The diameter, the helix pitch of the electrodes, in particular the special outer electrode 8 , and the distance between adjacent helical sections, e.g. B. the spiral sections 8.1 and 8.2 are dimensioned so that the lowest possible flow resistance to the gas stream to be analyzed is available and that the electric field generated between the electrodes, which is formed by applying a DC voltage, in the radiation cone of the via the exit fen ster 12 of the VUV excitation source 6 incident radiation.

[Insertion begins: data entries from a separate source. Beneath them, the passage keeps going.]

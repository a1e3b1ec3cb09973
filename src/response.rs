//! AI-response cache specialization
//!
//! Wraps a cache backend with key derivation, input-size tiering and
//! per-operation TTL policy. Stored payloads are envelopes carrying the
//! response plus metadata (timestamp, schema version, tier, operation);
//! retrieval enriches a copy with hit metadata without mutating the
//! stored entry.

use crate::config::{OperationPolicy, ResponseConfig, TierThresholds};
use crate::error::{CacheError, Result};
use crate::factory::CacheBackend;
use crate::key::KeyGenerator;
use crate::network::SetOptions;
use crate::store::{CacheStore, CacheValue};
use chrono::Utc;
use serde::Serialize;
use serde_json::{json, Map, Value};
use std::collections::{HashMap, VecDeque};
use std::sync::Mutex;
use std::time::{Duration, Instant};
use tracing::{debug, warn};

/// Envelope format version written with every cached response
const SCHEMA_VERSION: u32 = 1;

/// Bound on the rolling recent-operation sample ring
const RECENT_SAMPLE_LIMIT: usize = 100;

/// Input-size classification bucket
#[derive(Debug, Clone, Copy, PartialEq, Eq, Hash, Serialize)]
pub enum TierLabel {
    Small,
    Medium,
    Large,
    ExtraLarge,
}

impl TierLabel {
    pub fn as_str(&self) -> &'static str {
        match self {
            TierLabel::Small => "small",
            TierLabel::Medium => "medium",
            TierLabel::Large => "large",
            TierLabel::ExtraLarge => "extra-large",
        }
    }

    /// Larger tiers skip L1 residency and compress aggressively.
    fn set_options(&self) -> SetOptions {
        match self {
            TierLabel::Small | TierLabel::Medium => SetOptions::default(),
            TierLabel::Large | TierLabel::ExtraLarge => SetOptions {
                promote_l1: false,
                force_compression: true,
            },
        }
    }
}

/// Classify an input length into its tier.
///
/// Inconsistent thresholds (which validation normally rules out) fall back
/// to the medium tier rather than failing the operation.
pub fn classify_tier(length: usize, thresholds: &TierThresholds) -> TierLabel {
    if thresholds.validate().is_err() {
        warn!(length, "inconsistent tier thresholds, defaulting to medium");
        return TierLabel::Medium;
    }

    if length <= thresholds.small_max {
        TierLabel::Small
    } else if length <= thresholds.medium_max {
        TierLabel::Medium
    } else if length <= thresholds.large_max {
        TierLabel::Large
    } else {
        TierLabel::ExtraLarge
    }
}

/// Per-operation hit/miss/set counters
#[derive(Debug, Clone, Copy, Default, Serialize)]
pub struct OperationCounters {
    pub hits: u64,
    pub misses: u64,
    pub sets: u64,
}

/// One entry in the rolling recent-operation ring
#[derive(Debug, Clone)]
struct RecentSample {
    operation: String,
    tier: Option<TierLabel>,
    hit: Option<bool>,
    duration: Duration,
}

#[derive(Debug, Default)]
struct ResponseState {
    operations: HashMap<String, OperationCounters>,
    tier_distribution: HashMap<TierLabel, u64>,
    recent: VecDeque<RecentSample>,
}

impl ResponseState {
    fn push_recent(&mut self, sample: RecentSample) {
        self.recent.push_back(sample);
        while self.recent.len() > RECENT_SAMPLE_LIMIT {
            self.recent.pop_front();
        }
    }
}

/// One recent operation as surfaced in [`ResponseCacheStats`]
#[derive(Debug, Clone, Serialize)]
pub struct RecentSampleView {
    pub operation: String,
    /// Tier label for writes, absent for reads
    pub tier: Option<&'static str>,
    /// Hit outcome for reads, absent for writes
    pub hit: Option<bool>,
    pub duration_ms: f64,
}

/// Aggregated view over the response-cache counters
#[derive(Debug, Clone, Serialize)]
pub struct ResponseCacheStats {
    pub operations: HashMap<String, OperationCounters>,
    pub tier_distribution: HashMap<String, u64>,
    /// Most recent operations, oldest first
    pub recent: Vec<RecentSampleView>,
}

/// Response cache over a generic backend.
///
/// Composition, not inheritance: storage calls are delegated to the
/// backend, which is either a networked two-tier cache or a memory-only
/// fallback with identical call semantics.
pub struct ResponseCache {
    backend: CacheBackend,
    keys: KeyGenerator,
    tiers: TierThresholds,
    policy: OperationPolicy,
    default_ttl: Duration,
    state: Mutex<ResponseState>,
}

impl ResponseCache {
    pub fn new(backend: CacheBackend, config: &ResponseConfig) -> Self {
        Self {
            backend,
            keys: KeyGenerator::new(config.base.hashing_threshold),
            tiers: config.tiers,
            policy: config.operations.clone(),
            default_ttl: config.base.default_ttl,
            state: Mutex::new(ResponseState::default()),
        }
    }

    /// The storage backend, for status and event access.
    pub fn backend(&self) -> &CacheBackend {
        &self.backend
    }

    /// Derive the cache key for a request without touching storage.
    pub fn key_for(
        &self,
        text: &str,
        operation: &str,
        options: &Map<String, Value>,
    ) -> Result<String> {
        let started = Instant::now();
        let key = self.keys.generate(text, operation, options, None)?;
        if let Some(monitor) = self.backend.monitor() {
            monitor.record_keygen(started.elapsed(), text.len());
        }
        Ok(key)
    }

    /// Cache one AI response under a derived key.
    ///
    /// The stored payload is an envelope with the response, a timestamp,
    /// the schema version and the tier label. TTL comes from the operation
    /// policy, falling back to the global default. Returns the key.
    pub async fn cache_response(
        &self,
        text: &str,
        operation: &str,
        options: &Map<String, Value>,
        response: CacheValue,
    ) -> Result<String> {
        if text.is_empty() {
            return Err(CacheError::validation("text", "must be non-empty"));
        }
        if operation.trim().is_empty() {
            return Err(CacheError::validation("operation", "must be non-empty"));
        }
        if response.is_null() {
            return Err(CacheError::validation("response", "must not be null"));
        }

        let started = Instant::now();
        let key = self.key_for(text, operation, options)?;
        let tier = classify_tier(text.chars().count(), &self.tiers);

        let envelope = json!({
            "response": response,
            "cached_at": Utc::now().to_rfc3339(),
            "schema_version": SCHEMA_VERSION,
            "tier": tier.as_str(),
            "operation": operation,
        });

        let ttl = self.policy.resolve(operation, self.default_ttl);
        self.backend
            .set_with(&key, envelope, Some(ttl), tier.set_options())
            .await;

        debug!(operation, tier = tier.as_str(), ttl_secs = ttl.as_secs(), "response cached");

        if let Ok(mut state) = self.state.lock() {
            state.operations.entry(operation.to_string()).or_default().sets += 1;
            *state.tier_distribution.entry(tier).or_insert(0) += 1;
            state.push_recent(RecentSample {
                operation: operation.to_string(),
                tier: Some(tier),
                hit: None,
                duration: started.elapsed(),
            });
        }

        Ok(key)
    }

    /// Look up a cached response for the same request arguments.
    ///
    /// On hit the returned envelope copy is enriched with `cache_hit` and
    /// `retrieved_at`; the stored entry is not mutated. On miss returns
    /// `Ok(None)`.
    pub async fn get_cached_response(
        &self,
        text: &str,
        operation: &str,
        options: &Map<String, Value>,
    ) -> Result<Option<CacheValue>> {
        let started = Instant::now();
        let key = self.key_for(text, operation, options)?;

        let result = self.backend.get(&key).await.map(|mut envelope| {
            if let Some(fields) = envelope.as_object_mut() {
                fields.insert("cache_hit".to_string(), json!(true));
                fields.insert("retrieved_at".to_string(), json!(Utc::now().to_rfc3339()));
            }
            envelope
        });

        if let Ok(mut state) = self.state.lock() {
            let counters = state.operations.entry(operation.to_string()).or_default();
            let hit = result.is_some();
            if hit {
                counters.hits += 1;
            } else {
                counters.misses += 1;
            }
            state.push_recent(RecentSample {
                operation: operation.to_string(),
                tier: None,
                hit: Some(hit),
                duration: started.elapsed(),
            });
        }

        Ok(result)
    }

    /// Remove a cached response, reporting whether it existed.
    pub async fn invalidate_response(
        &self,
        text: &str,
        operation: &str,
        options: &Map<String, Value>,
    ) -> Result<bool> {
        let key = self.key_for(text, operation, options)?;
        Ok(self.backend.delete(&key).await)
    }

    /// Aggregated counter snapshot.
    pub fn stats(&self) -> ResponseCacheStats {
        let state = match self.state.lock() {
            Ok(state) => state,
            Err(poisoned) => poisoned.into_inner(),
        };

        ResponseCacheStats {
            operations: state.operations.clone(),
            tier_distribution: state
                .tier_distribution
                .iter()
                .map(|(tier, count)| (tier.as_str().to_string(), *count))
                .collect(),
            recent: state
                .recent
                .iter()
                .map(|sample| RecentSampleView {
                    operation: sample.operation.clone(),
                    tier: sample.tier.map(|tier| tier.as_str()),
                    hit: sample.hit,
                    duration_ms: sample.duration.as_secs_f64() * 1_000.0,
                })
                .collect(),
        }
    }
}

impl std::fmt::Debug for ResponseCache {
    fn fmt(&self, f: &mut std::fmt::Formatter<'_>) -> std::fmt::Result {
        f.debug_struct("ResponseCache")
            .field("tiers", &self.tiers)
            .field("default_ttl", &self.default_ttl)
            .finish()
    }
}
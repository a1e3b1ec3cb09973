//! Cache construction and the process-wide instance registry
//!
//! The factory validates configuration before any I/O, builds the
//! requested cache kind and applies the documented fallback: when the
//! remote store is unreachable it either returns an equivalent memory-only
//! cache (default) or fails with a structured infrastructure error
//! (strict mode). The registry deduplicates instances by configuration
//! fingerprint, holding only weak references so lifetime stays with the
//! last strong holder.

use crate::config::{CacheConfig, CacheSpec, ResponseConfig};
use crate::error::{CacheError, Result};
use crate::memory::MemoryCache;
use crate::monitor::PerformanceMonitor;
use crate::network::{NetworkedCache, SetOptions};
use crate::response::ResponseCache;
use crate::store::{CacheStore, CacheValue};
use async_trait::async_trait;
use once_cell::sync::Lazy;
use std::collections::HashMap;
use std::sync::{Arc, Mutex, Weak};
use std::time::Duration;
use tracing::{debug, info, warn};

/// Storage backend a cache instance runs on: the full two-tier cache or
/// the memory-only fallback with identical call semantics.
#[derive(Debug)]
pub enum CacheBackend {
    Networked(Arc<NetworkedCache>),
    Memory(Arc<MemoryCache>),
}

impl CacheBackend {
    /// Store with per-write options. The memory fallback has no remote
    /// tier, so the options have nothing to apply to.
    pub async fn set_with(
        &self,
        key: &str,
        value: CacheValue,
        ttl: Option<Duration>,
        options: SetOptions,
    ) {
        match self {
            CacheBackend::Networked(cache) => cache.set_with(key, value, ttl, options).await,
            CacheBackend::Memory(cache) => cache.set(key, value, ttl).await,
        }
    }

    /// Performance monitor, present on the networked backend only.
    pub fn monitor(&self) -> Option<&Arc<PerformanceMonitor>> {
        match self {
            CacheBackend::Networked(cache) => Some(cache.monitor()),
            CacheBackend::Memory(_) => None,
        }
    }

    /// Whether this backend is serving without a remote tier.
    pub fn is_degraded(&self) -> bool {
        match self {
            CacheBackend::Networked(cache) => !cache.is_connected(),
            CacheBackend::Memory(_) => true,
        }
    }
}

#[async_trait]
impl CacheStore for CacheBackend {
    async fn get(&self, key: &str) -> Option<CacheValue> {
        match self {
            CacheBackend::Networked(cache) => cache.get(key).await,
            CacheBackend::Memory(cache) => cache.get(key).await,
        }
    }

    async fn set(&self, key: &str, value: CacheValue, ttl: Option<Duration>) {
        match self {
            CacheBackend::Networked(cache) => cache.set(key, value, ttl).await,
            CacheBackend::Memory(cache) => cache.set(key, value, ttl).await,
        }
    }

    async fn delete(&self, key: &str) -> bool {
        match self {
            CacheBackend::Networked(cache) => cache.delete(key).await,
            CacheBackend::Memory(cache) => cache.delete(key).await,
        }
    }

    async fn exists(&self, key: &str) -> bool {
        match self {
            CacheBackend::Networked(cache) => cache.exists(key).await,
            CacheBackend::Memory(cache) => cache.exists(key).await,
        }
    }
}

/// A fully assembled cache instance as handed out by the factory
#[derive(Debug)]
pub enum BuiltCache {
    Generic(CacheBackend),
    Response(ResponseCache),
}

impl BuiltCache {
    /// The underlying storage backend of either kind.
    pub fn backend(&self) -> &CacheBackend {
        match self {
            BuiltCache::Generic(backend) => backend,
            BuiltCache::Response(cache) => cache.backend(),
        }
    }

    /// The response specialization, when this instance is one.
    pub fn as_response(&self) -> Option<&ResponseCache> {
        match self {
            BuiltCache::Response(cache) => Some(cache),
            BuiltCache::Generic(_) => None,
        }
    }
}

/// Deterministic constructor for wired cache instances.
pub struct CacheFactory;

impl CacheFactory {
    /// Build the cache described by `spec`.
    ///
    /// Validation happens before any I/O. If the remote store is
    /// unreachable, the default is a logged fallback to an equivalent
    /// memory-only cache; with `fail_on_connection_error` set, an
    /// infrastructure error is returned instead.
    pub async fn build(spec: CacheSpec) -> Result<Arc<BuiltCache>> {
        spec.validate()?;

        let built = match spec {
            CacheSpec::Generic(config) => {
                let backend = Self::build_backend(config).await?;
                BuiltCache::Generic(backend)
            }
            CacheSpec::AiResponse(config) => {
                let backend = Self::build_backend(config.base.clone()).await?;
                BuiltCache::Response(ResponseCache::new(backend, &config))
            }
        };

        Ok(Arc::new(built))
    }

    async fn build_backend(config: CacheConfig) -> Result<CacheBackend> {
        let strict = config.fail_on_connection_error;
        let l1_max_entries = config.l1_max_entries;
        let default_ttl = config.default_ttl;
        let connection_string = config.connection_string.clone();

        let cache = NetworkedCache::new(config)?;
        if cache.connect().await {
            return Ok(CacheBackend::Networked(Arc::new(cache)));
        }

        if strict {
            return Err(CacheError::Infrastructure(format!(
                "remote store unreachable at {}",
                connection_string
            )));
        }

        warn!(
            url = %connection_string,
            "remote store unreachable, falling back to memory-only cache"
        );
        Ok(CacheBackend::Memory(Arc::new(MemoryCache::new(
            l1_max_entries,
            default_ttl,
        ))))
    }

    /// Balanced profile for web applications.
    pub async fn for_web_app() -> Result<Arc<BuiltCache>> {
        Self::build(CacheSpec::Generic(CacheConfig::web_app())).await
    }

    /// AI-optimized response cache with default tiering.
    pub async fn for_ai_workloads() -> Result<Arc<BuiltCache>> {
        Self::build(CacheSpec::AiResponse(ResponseConfig::default())).await
    }

    /// Ephemeral profile for tests.
    pub async fn for_testing() -> Result<Arc<BuiltCache>> {
        Self::build(CacheSpec::Generic(CacheConfig::ephemeral())).await
    }
}

static REGISTRY: Lazy<Mutex<HashMap<String, Weak<BuiltCache>>>> =
    Lazy::new(|| Mutex::new(HashMap::new()));

/// Process-wide cache instance registry keyed by configuration fingerprint.
///
/// Holds weak references only: an instance lives as long as its last
/// strong holder, and dead entries are swept on access.
pub struct CacheRegistry;

impl CacheRegistry {
    /// Return the live instance for this configuration, or build and
    /// register one.
    ///
    /// The registry lock is not held across construction; two callers
    /// racing on a new fingerprint may build twice, with the later
    /// registration winning. Both instances stay fully functional.
    pub async fn get_or_build(spec: CacheSpec) -> Result<Arc<BuiltCache>> {
        let fingerprint = spec.fingerprint();

        if let Some(existing) = Self::lookup(&fingerprint) {
            debug!(fingerprint, "registry hit, reusing cache instance");
            return Ok(existing);
        }

        let built = CacheFactory::build(spec).await?;

        if let Ok(mut registry) = REGISTRY.lock() {
            Self::sweep(&mut registry);
            registry.insert(fingerprint.clone(), Arc::downgrade(&built));
            info!(fingerprint, live = registry.len(), "cache instance registered");
        }

        Ok(built)
    }

    fn lookup(fingerprint: &str) -> Option<Arc<BuiltCache>> {
        let mut registry = REGISTRY.lock().ok()?;
        Self::sweep(&mut registry);
        registry.get(fingerprint).and_then(Weak::upgrade)
    }

    fn sweep(registry: &mut HashMap<String, Weak<BuiltCache>>) {
        registry.retain(|_, weak| weak.strong_count() > 0);
    }

    /// Number of live registered instances.
    pub fn len() -> usize {
        REGISTRY
            .lock()
            .map(|mut registry| {
                Self::sweep(&mut registry);
                registry.len()
            })
            .unwrap_or(0)
    }

    /// Drop all registrations (instances themselves stay alive with their
    /// holders). Intended for shutdown and test isolation.
    pub fn clear() {
        if let Ok(mut registry) = REGISTRY.lock() {
            registry.clear();
        }
    }
}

The gas mixture to be analyzed flows through the gas inlet 3 into the space delimited by the outer electrode 8 and is ionized by the radiation entering from the exit window 12 of the VUV excitation source 6 . Due to the low direct voltage applied between the two electrodes, an ionization current can be tapped between the outer electrode 8 and the inner electrode 9 .

Claims (8)

1. Measuring chamber for a photo ionization measuring device with an associated excitation source and an electrode system which has an outer electrode which surrounds an inner electrode, one electrode serving as an anode and the other as a cathode, characterized in that the outer electrode ( 8 ) te gas-permeable sections having. 2. Measuring chamber according to claim 1, characterized in that the outer electrode ( 8 ) is helical, with adjacent helical sections ( 8.1 , 8.2 ) extending to one another with a free space. 3. Measuring chamber according to claim 1 or 2, characterized records that the helix along an imaginary Zy linden coat runs. 4. Measuring chamber according to at least one of the preceding claims, characterized in that the inner electrode ( 9 ) is helical or cylindrical out. 5. Measuring chamber according to at least one of the preceding claims, characterized in that the Gasein let ( 3 ) and the gas outlet ( 4 ) extend transversely to the longitudinal axis of the outer electrode ( 8 ). 6. Measuring chamber according to at least one of the preceding claims, characterized in that in a base body ( 1 ) two mutually perpendicular de openings ( 2 , 5 ) are provided, with an opening ( 5 ) for receiving the electrode system ( 8 , 9 ) and the excitation source ( 6 ) is determined in opposite sections of the chamber wall and the second opening ( 2 ) has the gas inlet ( 3 ) and outlet (4). 7. Measuring chamber according to at least one of the preceding claims, characterized in that the outer electrode ( 8 ) has a diameter which includes at least one off-axis beam cone of the excitation source. 8. Measuring chamber according to at least one of the preceding claims, characterized in that at least one hollow cathode lamp with at least two electrode systems ( 6.1-6.3 ) is provided as the excitation source ( 6 ).